While she simmered about the man’s bad decisions, Ben focused on navigating the heavier traffic in the retail area along Airport Road.
All those emotions she had attempted to keep under control the past couple of days were getting the better of her.
Understandably so. It was the ultimate betrayal.
Her husband had cheated repeatedly, then he’d left her in a dangerous situation with seemingly no way out.
His one good deed was calling the Colby Agency.
“I want you to know,” she spoke up after a couple of minutes of silence, “that all these emotions I’m dealing with aren’t about me and certainly not about what Scott and I once had.
All of what I’m feeling is because I’m worried about my little girl.
One way or the other she has lost her father.
I’m not seeing a way clear of it, and I’m terrified for her future. ”
He braked for a traffic signal and looked directly at her. “You don’t need to worry about a way out of this, Brenda. That’s my job, and you have my word you will get through this and safely to the other side of this nightmare.”
She tried to smile but it didn’t happen. Rather, she stared straight ahead. “Just promise me if there’s no way to the other side for me that you’ll keep my daughter safe.”
This time he put his hand over hers and squeezed. “You and Janey will both be safe.”
The light changed to green and he rolled forward.

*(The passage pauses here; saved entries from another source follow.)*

pub mod api;
pub mod client;
pub mod config;
pub mod error;
pub mod query;
pub mod table;

pub use api::{
    query_bcell_epitope, query_mhci_binding, query_mhcii_binding, query_peptide_prediction,
    query_tcell_epitope,
};
pub use client::{IedbClient, QueryOutcome};
pub use error::{Error, Result};
pub use table::ResultTable;
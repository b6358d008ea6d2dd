//! One-shot query functions against the public service.
//!
//! Each call builds a client from [`ClientConfig::from_env`] (defaults, with
//! `IEDB_BASE_URL` overriding the service location) and returns `Ok(None)`
//! when the service answers with a non-success status. Use [`IedbClient`]
//! directly to reuse a connection pool or change settings.

use crate::{
    Result,
    client::{HttpTransport, IedbClient},
    config::ClientConfig,
    query::{OneOrMany, Proteasome},
    table::ResultTable,
};

fn default_client() -> Result<IedbClient<HttpTransport>> {
    IedbClient::new(&ClientConfig::from_env())
}

/// MHC class I binding prediction (`mhci`).
pub async fn query_mhci_binding(
    method: &str,
    sequence: impl Into<OneOrMany<String>>,
    allele: impl Into<OneOrMany<String>>,
    length: impl Into<OneOrMany<u32>>,
) -> Result<Option<ResultTable>> {
    default_client()?
        .query_mhci_binding(method, sequence, allele, length)
        .await
}

/// MHC class II binding prediction (`mhcii`).
pub async fn query_mhcii_binding(
    method: &str,
    sequence: impl Into<OneOrMany<String>>,
    allele: impl Into<OneOrMany<String>>,
    length: Option<OneOrMany<u32>>,
) -> Result<Option<ResultTable>> {
    default_client()?
        .query_mhcii_binding(method, sequence, allele, length)
        .await
}

/// Combined proteasomal cleavage, TAP transport and MHC binding score
/// (`processing`).
pub async fn query_tcell_epitope(
    method: &str,
    sequence: impl Into<OneOrMany<String>>,
    allele: impl Into<OneOrMany<String>>,
    length: impl Into<OneOrMany<u32>>,
    proteasome: Proteasome,
) -> Result<Option<ResultTable>> {
    default_client()?
        .query_tcell_epitope(method, sequence, allele, length, proteasome)
        .await
}

/// Probability that a peptide is naturally processed and presented
/// (`mhcnp`).
pub async fn query_peptide_prediction(
    method: &str,
    sequence: impl Into<OneOrMany<String>>,
    allele: impl Into<OneOrMany<String>>,
    length: impl Into<OneOrMany<u32>>,
) -> Result<Option<ResultTable>> {
    default_client()?
        .query_peptide_prediction(method, sequence, allele, length)
        .await
}

/// Continuous B-cell epitope prediction (`bcell`).
pub async fn query_bcell_epitope(
    method: &str,
    sequence: impl Into<OneOrMany<String>>,
    window_size: u32,
) -> Result<Option<ResultTable>> {
    default_client()?
        .query_bcell_epitope(method, sequence, window_size)
        .await
}
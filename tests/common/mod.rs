#![allow(dead_code)]

pub mod fixtures;

pub use fixtures::*;
use crate::{Error, Result};
use serde::ser::{SerializeMap, SerializeStruct};
use serde::{Serialize, Serializer};
use std::collections::HashSet;

/// Decoded prediction results: column names in server order plus rows of
/// string values bound to those columns.
#[derive(Debug, Clone, PartialEq, Eq)]
pub struct ResultTable {
    columns: Vec<String>,
    rows: Vec<Vec<String>>,
}

/// Borrowed view of one row.
#[derive(Debug, Clone, Copy)]
pub struct Row<'a> {
    columns: &'a [String],
    values: &'a [String],
}

impl ResultTable {
    /// Builds a table, checking that column names are unique and that every
    /// row has exactly one value per column.
    pub fn new(columns: Vec<String>, rows: Vec<Vec<String>>) -> Result<Self> {
        let mut seen = HashSet::with_capacity(columns.len());
        for column in &columns {
            if !seen.insert(column.as_str()) {
                return Err(Error::response_format(format!(
                    "duplicate column '{}'",
                    column
                )));
            }
        }

        for (index, row) in rows.iter().enumerate() {
            if row.len() != columns.len() {
                return Err(Error::response_format(format!(
                    "row {} has {} fields, expected {}",
                    index + 1,
                    row.len(),
                    columns.len()
                )));
            }
        }

        Ok(Self { columns, rows })
    }

    pub fn columns(&self) -> &[String] {
        &self.columns
    }

    pub fn len(&self) -> usize {
        self.rows.len()
    }

    pub fn is_empty(&self) -> bool {
        self.rows.is_empty()
    }

    pub fn column_index(&self, name: &str) -> Option<usize> {
        self.columns.iter().position(|c| c == name)
    }

    pub fn row(&self, index: usize) -> Option<Row<'_>> {
        self.rows.get(index).map(|values| Row {
            columns: &self.columns,
            values,
        })
    }

    pub fn rows(&self) -> impl Iterator<Item = Row<'_>> {
        self.rows.iter().map(|values| Row {
            columns: &self.columns,
            values,
        })
    }

    /// All values of one column, top to bottom.
    pub fn column(&self, name: &str) -> Option<Vec<&str>> {
        let index = self.column_index(name)?;
        Some(self.rows.iter().map(|row| row[index].as_str()).collect())
    }

    /// Renders the table in the service's wire format. Empty values do not
    /// survive a round trip because runs of tabs collapse when decoding.
    pub fn to_tsv(&self) -> String {
        let mut out = self.columns.join("\t");
        out.push('\n');
        for row in &self.rows {
            out.push_str(&row.join("\t"));
            out.push('\n');
        }
        out
    }
}

impl<'a> Row<'a> {
    pub fn get(&self, column: &str) -> Option<&'a str> {
        let index = self.columns.iter().position(|c| c == column)?;
        self.values.get(index).map(String::as_str)
    }

    pub fn values(&self) -> &'a [String] {
        self.values
    }

    /// Column/value pairs in column order.
    pub fn iter(&self) -> impl Iterator<Item = (&'a str, &'a str)> + 'a {
        self.columns
            .iter()
            .zip(self.values)
            .map(|(c, v)| (c.as_str(), v.as_str()))
    }
}

impl Serialize for Row<'_> {
    fn serialize<S: Serializer>(&self, serializer: S) -> std::result::Result<S::Ok, S::Error> {
        let mut map = serializer.serialize_map(Some(self.values.len()))?;
        for (column, value) in self.iter() {
            map.serialize_entry(column, value)?;
        }
        map.end()
    }
}

impl Serialize for ResultTable {
    fn serialize<S: Serializer>(&self, serializer: S) -> std::result::Result<S::Ok, S::Error> {
        let rows: Vec<Row<'_>> = self.rows().collect();
        let mut table = serializer.serialize_struct("ResultTable", 2)?;
        table.serialize_field("columns", &self.columns)?;
        table.serialize_field("rows", &rows)?;
        table.end()
    }
}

“Ah…you should go…” She cleared her throat, swiped at her eyes with her free hand. “Left at the next light. You’ll have to stop at the guard shack. I’ll show my ID.”
The next left took them onto Ledges Drive. At the guard shack, Ben stopped and powered down his window.
Brenda leaned toward him so that the guard could see her. “Hi. I’m Brenda Devers.” She passed her driver’s license to the man. “I’m going to my husband Scott Devers’s house on Ledge View Drive.”
“One moment.” The man in the uniform returned her license, stepped back into the guard shack and checked whatever he needed to, then raised the gate and motioned for them to drive through.
Brenda relaxed into her seat once more.
Ben focused on the road as it wound up the mountainside, rising to the top and rolling into an elite housing development.
“Do you have a key?”
“Yes. I’ve only been here a couple of times, but he gave me one. For Janey, I guess. Just keep following Ledges Drive until you reach Ledge View, then turn right. After that it’s the first house on the left.”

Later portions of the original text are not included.